The latest change is the addition of an everyday second baseman. Tonight the Rockies completed a deal with the Red Sox for infielder Marco Scutaro. Scutaro has generally played shortstop over the past few seasons, but we already have one of those, so he’ll play 2nd. Defensively, this is a fine deal. Only the most gymnastic of defenders can play short, so Scutaro’s experience there means he’s an upgrade over most second basemen. This is not to say he was elite at short (he’s compiled a UZR of -11.7 over 10 seasons there), but rather that he brings better range and perhaps a bit more finesse than the average 2B.
More importantly, he ends the speculation over who will compete for that job. Just to give you a frame of reference, Chris Nelson has a UZR of -9.1 in just two seasons at 2nd. Eric Young Jr.’s is a slightly better + 0.3 over three seasons. Neither offer the experience or stability that Scutaro does. Either or both might eventually be ready to start every day at the big-league level; 2012 is unlikely to be that year.

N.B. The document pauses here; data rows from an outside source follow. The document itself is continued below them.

// SPDX-FileCopyrightText: 2026 Sentryphish Contributors
// SPDX-License-Identifier: MIT OR Apache-2.0

//! The polling monitor that drives the analysis pipeline.

use std::collections::HashSet;
use std::sync::Arc;
use std::time::Duration;

use chrono::Utc;
use sentryphish_alert::AlertService;
use sentryphish_config::SentryConfig;
use sentryphish_core::{DetectionResult, SourceAdapter};
use sentryphish_detector::PhishingDetector;
use sentryphish_storage::{HistoryEntry, JsonStore};
use tokio::sync::Mutex;
use tokio_util::sync::CancellationToken;
use tracing::{debug, info, warn};

/// Polls the registered sources on a fixed interval and feeds every unseen
/// message through detection, alerting, and history.
///
/// Messages are processed sequentially in one cooperative loop; sources are
/// free to re-deliver messages, the monitor de-duplicates by message id.
pub struct MessageMonitor {
    sources: Vec<Arc<dyn SourceAdapter>>,
    detector: Arc<PhishingDetector>,
    alerts: Arc<AlertService>,
    store: Arc<JsonStore>,
    seen: Mutex<HashSet<String>>,
    scan_interval: Duration,
}

impl MessageMonitor {
    pub fn new(
        config: &SentryConfig,
        sources: Vec<Arc<dyn SourceAdapter>>,
        detector: Arc<PhishingDetector>,
        alerts: Arc<AlertService>,
        store: Arc<JsonStore>,
    ) -> Self {
        Self {
            sources,
            detector,
            alerts,
            store,
            seen: Mutex::new(HashSet::new()),
            scan_interval: Duration::from_secs(config.monitor.scan_interval_secs),
        }
    }

    /// Overrides the configured scan interval, typically with a value the
    /// user persisted in runtime settings.
    pub fn with_scan_interval(mut self, interval: Duration) -> Self {
        self.scan_interval = interval;
        self
    }

    pub fn scan_interval(&self) -> Duration {
        self.scan_interval
    }

    /// Runs the scan loop until the token is cancelled, then persists the
    /// sender lists and cache one final time.
    pub async fn run(&self, cancel: CancellationToken) {
        info!(
            interval_secs = self.scan_interval.as_secs(),
            sources = self.sources.len(),
            "monitor started"
        );
        let mut interval = tokio::time::interval(self.scan_interval);
        loop {
            tokio::select! {
                _ = cancel.cancelled() => {
                    info!("monitor stopping");
                    break;
                }
                _ = interval.tick() => {
                    let analyzed = self.scan().await;
                    debug!(analyzed, "scan pass complete");
                }
            }
        }
        self.persist_state().await;
    }

    /// One polling pass over all sources. Returns the number of messages
    /// analyzed.
    pub async fn scan(&self) -> usize {
        let mut analyzed = 0;
        for source in &self.sources {
            let batch = match source.poll().await {
                Ok(batch) => batch,
                Err(err) => {
                    warn!(source = source.name(), error = %err, "source poll failed");
                    continue;
                }
            };
            for message in batch {
                {
                    let mut seen = self.seen.lock().await;
                    if !seen.insert(message.id.clone()) {
                        continue;
                    }
                }
                let Some(result) = self.detector.classify_message(&message).await else {
                    continue;
                };
                if let Err(err) = self.alerts.dispatch(&result, &message).await {
                    warn!(error = %err, "alert dispatch failed");
                }
                let entry = HistoryEntry::from_message(&message, result);
                if let Err(err) = self.store.add_history(entry).await {
                    warn!(error = %err, "failed to record history entry");
                }
                analyzed += 1;
            }
        }
        if analyzed > 0 {
            self.persist_state().await;
        }
        analyzed
    }

    /// Manual submission path: classifies user-entered content and records
    /// it to history under the "manual" source label.
    pub async fn submit(&self, content: &str) -> DetectionResult {
        let result = self.detector.classify(content).await;
        let entry = HistoryEntry {
            content: content.to_string(),
            sender: "user".to_string(),
            source: "manual".to_string(),
            result: result.clone(),
            timestamp: Utc::now(),
        };
        if let Err(err) = self.store.add_history(entry).await {
            warn!(error = %err, "failed to record history entry");
        }
        result
    }

    /// Restores sender lists and the detection cache from the store.
    pub async fn restore_state(&self) {
        self.alerts.restore_lists(self.store.load_senders().await).await;
        self.detector.restore_cache(self.store.load_cache().await).await;
    }

    async fn persist_state(&self) {
        let lists = self.alerts.export_lists().await;
        if let Err(err) = self.store.save_senders(&lists).await {
            warn!(error = %err, "failed to persist sender lists");
        }
        let snapshot = self.detector.export_cache().await;
        if let Err(err) = self.store.save_cache(&snapshot).await {
            warn!(error = %err, "failed to persist detection cache");
        }
    }
}
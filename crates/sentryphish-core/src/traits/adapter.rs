// SPDX-FileCopyrightText: 2026 Sentryphish Contributors
// SPDX-License-Identifier: MIT OR Apache-2.0

//! Base adapter trait that all pipeline adapters must implement.

use async_trait::async_trait;

use crate::error::SentryError;
use crate::types::{AdapterType, HealthStatus};

/// The base trait for all Sentryphish adapters.
///
/// Every adapter (provider, source, storage, alert sink) implements this
/// trait, which provides identity, lifecycle, and health check capabilities.
#[async_trait]
pub trait PluginAdapter: Send + Sync + 'static {
    /// Returns the human-readable name of this adapter instance.
    fn name(&self) -> &str;

    /// Returns the semantic version of this adapter.
    fn version(&self) -> semver::Version;

    /// Returns the type of adapter (provider, source, storage, alert).
    fn adapter_type(&self) -> AdapterType;

    /// Performs a health check and returns the adapter's current status.
    async fn health_check(&self) -> Result<HealthStatus, SentryError>;

    /// Gracefully shuts down the adapter, releasing any held resources.
    async fn shutdown(&self) -> Result<(), SentryError>;
}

Offensively, Scutaro should be a solid 2-hole hitter. Last season for Boston, he hit a career-best .299 with a .358 on-base percentage. He’s not much of a power hitter (7 home runs in 445 plate appearances), but in that spot we don’t need him to be. In the strange, unfamiliar world known as the American League, Scutaro spent most of 2011 batting 9th, but in17 games hitting 2nd his OBP was .364. His 1.4 WAR in 2011 isn’t stunningly good, but it’s better than Mark Ellis‘s 0.9.
Who do we lose in the deal? Pitcher Clay Mortensen, whom I have a bit of a soft spot for. His debut with the Rockies last season was so stunning it made my top 10 pitching performances list. But things quickly derailed from there, as his sinker took its leave and his fly ball percentage skyrocketed. Morty has a lot of potential, and I think he could be great. I also think the change of scenery will do him good, and the bottom line is that we have more pitchers than any one team could ever know what to do with. It makes perfect sense to clean them out a little to make room for a more needed player like Scutaro.